Korban tewas akibat gempa Turki sudah 5.000 lebih
Warga mencari korban yang terjebak di reruntuhan bangunan akibat gempa di Hatay, Turki, Selasa (7/2/2023). Hingga Selasa (7/2) jumlah korban tewas akibat gempa 7,8 SR di Turki dan Suriah dilaporkan telah melebihi 5.000 jiwa dan tim SAR masih berjuang menyelamatkan korban yang masih terperangkap di reruntuhan.
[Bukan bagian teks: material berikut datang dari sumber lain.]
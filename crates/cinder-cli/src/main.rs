//! Cinder CLI - Command-line interface for Cinder particle scripts

mod commands;

use anyhow::Result;
use clap::{Parser, Subcommand};
use commands::{check, format, list, simulate};

#[derive(Parser)]
#[command(name = "cinder")]
#[command(about = "Load, check and rewrite legacy particle scripts", long_about = None)]
#[command(version)]
struct Cli {
    /// Verbosity level (repeat for more detail)
    #[arg(short, long, action = clap::ArgAction::Count, global = true)]
    verbose: u8,

    #[command(subcommand)]
    command: Commands,
}

#[derive(Subcommand)]
enum Commands {
    /// Parse a script file and report its systems and warnings
    Check {
        /// Path to script file
        file: String,
    },

    /// Rewrite a script file in canonical form
    Format {
        /// Path to script file
        file: String,

        /// Output path (defaults to stdout)
        #[arg(short, long)]
        output: Option<String>,
    },

    /// List particle systems with their emitters and affectors
    List {
        /// Path to script file
        file: String,
    },

    /// Run the reference emission loop for one particle system
    Simulate {
        /// Path to script file
        file: String,

        /// Particle system name
        #[arg(long)]
        system: String,

        /// Simulated seconds
        #[arg(long, default_value = "5")]
        seconds: f32,

        /// Step size in seconds
        #[arg(long, default_value = "0.05")]
        step: f32,

        /// Random seed
        #[arg(long, default_value = "1")]
        seed: u32,

        /// Activation config file (TOML)
        #[arg(long)]
        config: Option<String>,
    },
}

fn log_filter(verbose: u8) -> &'static str {
    match verbose {
        0 => "warn",
        1 => "info",
        2 => "debug",
        _ => "trace",
    }
}

fn main() -> Result<()> {
    let cli = Cli::parse();

    env_logger::Builder::from_env(
        env_logger::Env::default().default_filter_or(log_filter(cli.verbose)),
    )
    .init();

    match cli.command {
        Commands::Check { file } => check::run(&file),
        Commands::Format { file, output } => format::run(&file, output.as_deref()),
        Commands::List { file } => list::run(&file),
        Commands::Simulate {
            file,
            system,
            seconds,
            step,
            seed,
            config,
        } => simulate::run(simulate::SimulateArgs {
            file,
            system,
            seconds,
            step,
            seed,
            config,
        }),
    }
}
ANTARA FOTO/REUTERS-Umit Bektas/nym.
Antakya (Metrobali.com) –
Tim penyelamat pada Selasa masih “berpacu dengan waktu” untuk menemukan korban di bawah reruntuhan bangunan ketika jumlah kematian akibat gempa di Turki dan Suriah melewati angka 5.000.
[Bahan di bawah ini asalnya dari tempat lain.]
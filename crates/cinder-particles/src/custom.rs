//! Host-defined emitter shapes and affectors
//!
//! A custom kind is a declarative attribute schema plus a behavior. The
//! parser uses the schema to read and write attribute lines, so new kinds
//! need no parser changes. Schemas can be written in code or loaded from
//! TOML:
//!
//! ```toml
//! name = "Vortex"
//!
//! [[attributes]]
//! name = "strength"
//! kind = "float"
//! ```

use crate::emitter::EmissionGeometry;
use crate::particle::Particle;
use crate::rand::ParticleRng;
use cinder_core::tokens::{self, AttributeWriter};
use cinder_core::{Color, Result, Vec3};
use serde::{Deserialize, Serialize};
use std::fmt;
use std::sync::Arc;

/// The value type of one custom attribute
#[derive(Debug, Clone, Copy, PartialEq, Eq, Serialize, Deserialize)]
#[serde(rename_all = "lowercase")]
pub enum AttributeKind {
    Float,
    Vec3,
    Colour,
    Bool,
    Text,
}

impl AttributeKind {
    pub fn type_name(&self) -> &'static str {
        match self {
            AttributeKind::Float => "float",
            AttributeKind::Vec3 => "vec3",
            AttributeKind::Colour => "colour",
            AttributeKind::Bool => "bool",
            AttributeKind::Text => "text",
        }
    }
}

#[derive(Debug, Clone, PartialEq, Serialize, Deserialize)]
pub struct AttributeSpec {
    pub name: String,
    pub kind: AttributeKind,
}

impl AttributeSpec {
    pub fn new(name: impl Into<String>, kind: AttributeKind) -> Self {
        Self {
            name: name.into(),
            kind,
        }
    }
}

#[derive(Debug, Clone, PartialEq)]
pub enum ParamValue {
    Float(f32),
    Vec3(Vec3),
    Colour(Color),
    Bool(bool),
    Text(String),
}

/// Attribute values of one custom entity, in the order they were set
#[derive(Debug, Clone, Default, PartialEq)]
pub struct CustomParams {
    values: Vec<(String, ParamValue)>,
}

impl CustomParams {
    pub fn new() -> Self {
        Self::default()
    }

    /// Set a value, keeping the position of an earlier value with the same name
    pub fn set(&mut self, name: &str, value: ParamValue) {
        match self.values.iter_mut().find(|(n, _)| n == name) {
            Some(slot) => slot.1 = value,
            None => self.values.push((name.to_string(), value)),
        }
    }

    pub fn get(&self, name: &str) -> Option<&ParamValue> {
        self.values.iter().find(|(n, _)| n == name).map(|(_, v)| v)
    }

    pub fn float(&self, name: &str) -> Option<f32> {
        match self.get(name) {
            Some(ParamValue::Float(v)) => Some(*v),
            _ => None,
        }
    }

    pub fn vec3(&self, name: &str) -> Option<Vec3> {
        match self.get(name) {
            Some(ParamValue::Vec3(v)) => Some(*v),
            _ => None,
        }
    }

    pub fn colour(&self, name: &str) -> Option<Color> {
        match self.get(name) {
            Some(ParamValue::Colour(c)) => Some(*c),
            _ => None,
        }
    }

    pub fn flag(&self, name: &str) -> Option<bool> {
        match self.get(name) {
            Some(ParamValue::Bool(b)) => Some(*b),
            _ => None,
        }
    }

    pub fn text(&self, name: &str) -> Option<&str> {
        match self.get(name) {
            Some(ParamValue::Text(s)) => Some(s),
            _ => None,
        }
    }

    pub fn iter(&self) -> impl Iterator<Item = (&str, &ParamValue)> {
        self.values.iter().map(|(n, v)| (n.as_str(), v))
    }

    pub fn len(&self) -> usize {
        self.values.len()
    }

    pub fn is_empty(&self) -> bool {
        self.values.is_empty()
    }
}

/// Name and attribute vocabulary of a custom kind
#[derive(Debug, Clone, PartialEq, Serialize, Deserialize)]
pub struct CustomSchema {
    pub name: String,
    #[serde(default)]
    pub attributes: Vec<AttributeSpec>,
}

impl CustomSchema {
    pub fn new(name: impl Into<String>) -> Self {
        Self {
            name: name.into(),
            attributes: Vec::new(),
        }
    }

    pub fn with_attribute(mut self, name: impl Into<String>, kind: AttributeKind) -> Self {
        self.attributes.push(AttributeSpec::new(name, kind));
        self
    }

    pub fn from_toml(text: &str) -> Result<Self> {
        Ok(toml::from_str(text)?)
    }

    pub fn get_attribute(&self, name: &str) -> Option<&AttributeSpec> {
        self.attributes.iter().find(|a| a.name == name)
    }

    /// Parse one attribute line into `params`. Returns false for names
    /// outside the schema.
    pub fn parse(&self, params: &mut CustomParams, args: &[&str], line: usize) -> Result<bool> {
        let Some(attribute) = args.first().and_then(|name| self.get_attribute(name)) else {
            return Ok(false);
        };
        let value = match attribute.kind {
            AttributeKind::Float => ParamValue::Float(tokens::single_f32(args, line)?),
            AttributeKind::Vec3 => ParamValue::Vec3(tokens::parse_vec3(args, line)?),
            AttributeKind::Colour => ParamValue::Colour(tokens::parse_colour(args, line)?),
            AttributeKind::Bool => ParamValue::Bool(tokens::single_bool(args, line)?),
            AttributeKind::Text => ParamValue::Text(tokens::single(args, line)?.to_string()),
        };
        params.set(&attribute.name, value);
        Ok(true)
    }

    pub fn write(&self, params: &CustomParams, w: &mut AttributeWriter) {
        for (name, value) in params.iter() {
            match value {
                ParamValue::Float(v) => w.float(name, *v),
                ParamValue::Vec3(v) => w.vec3(name, v),
                ParamValue::Colour(c) => w.colour(name, c),
                ParamValue::Bool(b) => w.flag(name, *b),
                ParamValue::Text(s) => w.line(name, s),
            }
        }
    }
}

/// Builds the emission volume of a custom shape from its parameters
pub type GeometryBuilder = fn(&CustomParams) -> EmissionGeometry;

#[derive(Debug)]
pub struct CustomShapeKind {
    pub schema: CustomSchema,
    pub geometry: GeometryBuilder,
}

impl CustomShapeKind {
    pub fn new(schema: CustomSchema, geometry: GeometryBuilder) -> Self {
        Self { schema, geometry }
    }
}

/// A custom emitter shape: its kind and the values parsed for it
#[derive(Debug, Clone)]
pub struct CustomShape {
    pub kind: Arc<CustomShapeKind>,
    pub params: CustomParams,
}

impl CustomShape {
    pub fn new(kind: Arc<CustomShapeKind>) -> Self {
        Self {
            kind,
            params: CustomParams::new(),
        }
    }

    pub fn name(&self) -> &str {
        &self.kind.schema.name
    }

    pub fn geometry(&self) -> EmissionGeometry {
        (self.kind.geometry)(&self.params)
    }
}

impl PartialEq for CustomShape {
    fn eq(&self, other: &Self) -> bool {
        self.name() == other.name() && self.params == other.params
    }
}

/// Per-particle behavior of a custom affector
pub trait CustomAffectorBehavior: Send + Sync {
    fn initialize(
        &self,
        _params: &CustomParams,
        _particle: &mut Particle,
        _rng: &mut ParticleRng,
    ) -> Result<()> {
        Ok(())
    }

    fn update(
        &self,
        _params: &CustomParams,
        _particle: &mut Particle,
        _dt: f32,
        _rng: &mut ParticleRng,
    ) -> Result<()> {
        Ok(())
    }

    fn reset(&self, _params: &CustomParams, _particle: &mut Particle) -> Result<()> {
        Ok(())
    }
}

pub struct CustomAffectorKind {
    pub schema: CustomSchema,
    pub behavior: Arc<dyn CustomAffectorBehavior>,
}

impl CustomAffectorKind {
    pub fn new(schema: CustomSchema, behavior: Arc<dyn CustomAffectorBehavior>) -> Self {
        Self { schema, behavior }
    }
}

impl fmt::Debug for CustomAffectorKind {
    fn fmt(&self, f: &mut fmt::Formatter<'_>) -> fmt::Result {
        f.debug_struct("CustomAffectorKind")
            .field("schema", &self.schema)
            .finish_non_exhaustive()
    }
}

#[derive(Debug, Clone)]
pub struct CustomAffector {
    pub kind: Arc<CustomAffectorKind>,
    pub params: CustomParams,
}

impl CustomAffector {
    pub fn new(kind: Arc<CustomAffectorKind>) -> Self {
        Self {
            kind,
            params: CustomParams::new(),
        }
    }

    pub fn name(&self) -> &str {
        &self.kind.schema.name
    }
}

impl PartialEq for CustomAffector {
    fn eq(&self, other: &Self) -> bool {
        self.name() == other.name() && self.params == other.params
    }
}

#[cfg(test)]
mod tests {
    use super::*;

    fn vortex() -> CustomSchema {
        CustomSchema::new("Vortex")
            .with_attribute("strength", AttributeKind::Float)
            .with_attribute("axis", AttributeKind::Vec3)
            .with_attribute("tint", AttributeKind::Colour)
            .with_attribute("clockwise", AttributeKind::Bool)
            .with_attribute("label", AttributeKind::Text)
    }

    #[test]
    fn schema_parses_each_kind() {
        let schema = vortex();
        let mut params = CustomParams::new();
        assert!(schema.parse(&mut params, &["strength", "2.5"], 1).unwrap());
        assert!(schema.parse(&mut params, &["axis", "0", "1", "0"], 2).unwrap());
        assert!(schema.parse(&mut params, &["tint", "1", "0", "0"], 3).unwrap());
        assert!(schema.parse(&mut params, &["clockwise", "true"], 4).unwrap());
        assert!(schema.parse(&mut params, &["label", "swirl"], 5).unwrap());
        assert!(!schema.parse(&mut params, &["unknown", "1"], 6).unwrap());

        assert_eq!(params.float("strength"), Some(2.5));
        assert_eq!(params.vec3("axis"), Some(Vec3::UNIT_Y));
        assert_eq!(params.colour("tint"), Some(Color::rgb(1.0, 0.0, 0.0)));
        assert_eq!(params.flag("clockwise"), Some(true));
        assert_eq!(params.text("label"), Some("swirl"));
    }

    #[test]
    fn later_values_replace_in_place() {
        let schema = vortex();
        let mut params = CustomParams::new();
        schema.parse(&mut params, &["strength", "1"], 1).unwrap();
        schema.parse(&mut params, &["label", "a"], 2).unwrap();
        schema.parse(&mut params, &["strength", "3"], 3).unwrap();
        let names: Vec<_> = params.iter().map(|(n, _)| n).collect();
        assert_eq!(names, vec!["strength", "label"]);
        assert_eq!(params.float("strength"), Some(3.0));
    }

    #[test]
    fn written_params_parse_back() {
        let schema = vortex();
        let mut params = CustomParams::new();
        params.set("axis", ParamValue::Vec3(Vec3::new(0.5, 1.0, 0.0)));
        params.set("strength", ParamValue::Float(0.125));

        let mut w = AttributeWriter::new();
        schema.write(&params, &mut w);
        let text = w.finish();

        let mut reparsed = CustomParams::new();
        for line in text.lines() {
            let args = tokens::tokenize(line);
            assert!(schema.parse(&mut reparsed, &args, 1).unwrap());
        }
        assert_eq!(reparsed, params);
    }

    #[test]
    fn schema_loads_from_toml() {
        let schema = CustomSchema::from_toml(
            r#"
name = "Vortex"

[[attributes]]
name = "strength"
kind = "float"

[[attributes]]
name = "axis"
kind = "vec3"
"#,
        )
        .unwrap();
        assert_eq!(schema.name, "Vortex");
        assert_eq!(schema.attributes.len(), 2);
        assert_eq!(
            schema.get_attribute("axis").map(|a| a.kind),
            Some(AttributeKind::Vec3)
        );
    }
}
//! Reference simulation command

use super::load;
use anyhow::{bail, Result};
use cinder_particles::{ParticleRng, RateEmission, TimedEmitter};
use cinder_script::{build_emission, ActivationConfig, FileResolver};
use std::path::Path;

pub struct SimulateArgs {
    pub file: String,
    pub system: String,
    pub seconds: f32,
    pub step: f32,
    pub seed: u32,
    pub config: Option<String>,
}

pub fn run(args: SimulateArgs) -> Result<()> {
    if args.step <= 0.0 || !args.step.is_finite() {
        bail!("--step must be a positive number of seconds");
    }
    let outcome = load(&args.file)?;
    let script = outcome.collection.require(&args.system)?;
    let config = match &args.config {
        Some(path) => ActivationConfig::load_from_file(path)?,
        None => ActivationConfig::load(),
    };
    // ColourImage images resolve relative to the script
    let root = Path::new(&args.file).parent().unwrap_or(Path::new("."));
    let mut emitters = build_emission(script, &FileResolver::new(root), &config)?;
    let names: Vec<&str> = script.emitters.iter().map(|e| e.name()).collect();

    println!(
        "Simulating {} ({} emitter(s)) for {}s in {}s steps",
        script.name,
        emitters.len(),
        args.seconds,
        args.step
    );
    for sample in simulate(&mut emitters, args.seconds, args.step, args.seed)? {
        let counts: Vec<String> = names
            .iter()
            .zip(&sample.emitters)
            .map(|(name, (alive, emitting))| {
                let state = if *emitting { "emitting" } else { "waiting" };
                format!("{name}: {alive} ({state})")
            })
            .collect();
        println!("t={:>6.2}s  {}", sample.time, counts.join(", "));
    }
    Ok(())
}

/// Live particle count and emitting flag per emitter at one point in time
#[derive(Debug, Clone, PartialEq)]
struct Sample {
    time: f64,
    emitters: Vec<(usize, bool)>,
}

/// Tick every emitter on a shared clock, sampling about once per simulated
/// second and after the last step
fn simulate(
    emitters: &mut [TimedEmitter<RateEmission>],
    seconds: f32,
    step: f32,
    seed: u32,
) -> Result<Vec<Sample>> {
    let mut rng = ParticleRng::new(seed);
    let steps = ((seconds / step).round() as usize).max(1);
    let every = ((1.0 / step).round() as usize).max(1);
    let mut samples = Vec::new();
    for i in 0..steps {
        let now = i as f64 * f64::from(step);
        for emitter in emitters.iter_mut() {
            emitter.tick(now, step, &mut rng)?;
        }
        if (i + 1) % every == 0 || i + 1 == steps {
            samples.push(Sample {
                time: (i + 1) as f64 * f64::from(step),
                emitters: emitters
                    .iter()
                    .map(|e| (e.inner().alive_count(), e.is_emitting()))
                    .collect(),
            });
        }
    }
    Ok(samples)
}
Gempa dengan magnitudo 7,8 itu mengguncang pada Senin pagi dan diikuti sebuah gempa lain beberapa jam kemudian.
Ribuan bangunan ambruk, gedung-gedung rumah sakit dan sekolah hancur, dan puluhan ribu orang terluka dan kehilangan tempat tinggal di beberapa kota di Turki dan Suriah.
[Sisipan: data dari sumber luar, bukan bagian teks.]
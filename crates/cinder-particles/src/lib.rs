//! Cinder Particles - emitters, affectors and the per-particle contract
//!
//! Provides the simulation side of a particle script:
//! - `Particle` state, a swap-remove `ParticlePool` and a seedable RNG
//! - The `ParticleInfluencer` contract (initialize / update / reset)
//! - Emitter shapes with emission geometry descriptors for the host engine
//! - The built-in affectors and host-defined custom kinds
//! - `TimedEmitter`, a duration / repeat-delay scheduler over any continuous
//!   emission process, and `RateEmission` as a reference process

pub mod affector;
pub mod custom;
pub mod emission;
pub mod emitter;
pub mod influencer;
pub mod particle;
pub mod pixels;
pub mod rand;
pub mod timed;

pub use affector::Affector;
pub use custom::{
    AttributeKind, AttributeSpec, CustomAffector, CustomAffectorBehavior, CustomAffectorKind,
    CustomParams, CustomSchema, CustomShape, CustomShapeKind, ParamValue,
};
pub use emission::RateEmission;
pub use emitter::{EmissionGeometry, EmissionSchedule, EmissionVolume, Emitter, EmitterCommon, EmitterShape};
pub use influencer::ParticleInfluencer;
pub use particle::{Particle, ParticlePool};
pub use pixels::{PixelFormat, PixelRow};
pub use rand::ParticleRng;
pub use timed::{ContinuousEmission, TimedEmitter};
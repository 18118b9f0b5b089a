use bevy::prelude::*;
use bevy::window::PresentMode;

pub fn create_window_config() -> Window {
    #[cfg(target_arch = "wasm32")]
    {
        Window {
            title: "Galaxy".into(),
            canvas: Some("#bevy".into()),
            fit_canvas_to_parent: true,
            prevent_default_event_handling: false,
            present_mode: PresentMode::AutoVsync,
            ..default()
        }
    }

    #[cfg(not(target_arch = "wasm32"))]
    {
        Window {
            title: "Galaxy".into(),
            present_mode: PresentMode::AutoVsync,
            ..default()
        }
    }
}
Seorang pejabat PBB mengatakan ribuan anak kemungkinan termasuk di antara mereka yang kehilangan nyawa.
Cuaca musim dingin menghambat upaya pencarian dan pengiriman bantuan, serta menambah penderitaan mereka yang kehilangan rumah.
Di beberapa kawasan, warga terpaksa hidup tanpa aliran listrik dan bahan bakar.
Para pejabat bantuan mengkhawatirkan situasi di Suriah yang telah dilanda krisis kemanusiaan setelah hampir 12 tahun diamuk perang saudara.
Di Turki, angka kematian bertambah menjadi 3.419 orang pada Selasa pagi, kata Wakil Presiden Fuat Oktay.
Menurut pemerintah Suriah, jumlah korban tewas di negara ini mencapai 1.600 lebih.
Pihak berwenang di Turki mengatakan 13,5 juta orang terdampak oleh bencana itu di kawasan sepanjang 450 km dari Adana di barat hingga Diyarbakir di timur, dan 300 km dari Malatya di utara sampai Hatay di selatan.
Otoritas Suriah menerima laporan korban tewas sampai sejauh Hama di selatan yang berada sekitar 100 km dari pusat gempa.
“Sekarang (kita) berpacu dengan waktu,” kata Direktur Jenderal Organisasi Kesehatan Dunia (WHO) Tedros Adhanom Ghebreyesus di Jenewa.
“Setiap menit, setiap jam yang berlalu, peluang menemukan penyintas yang masih hidup semakin kecil,” katanya.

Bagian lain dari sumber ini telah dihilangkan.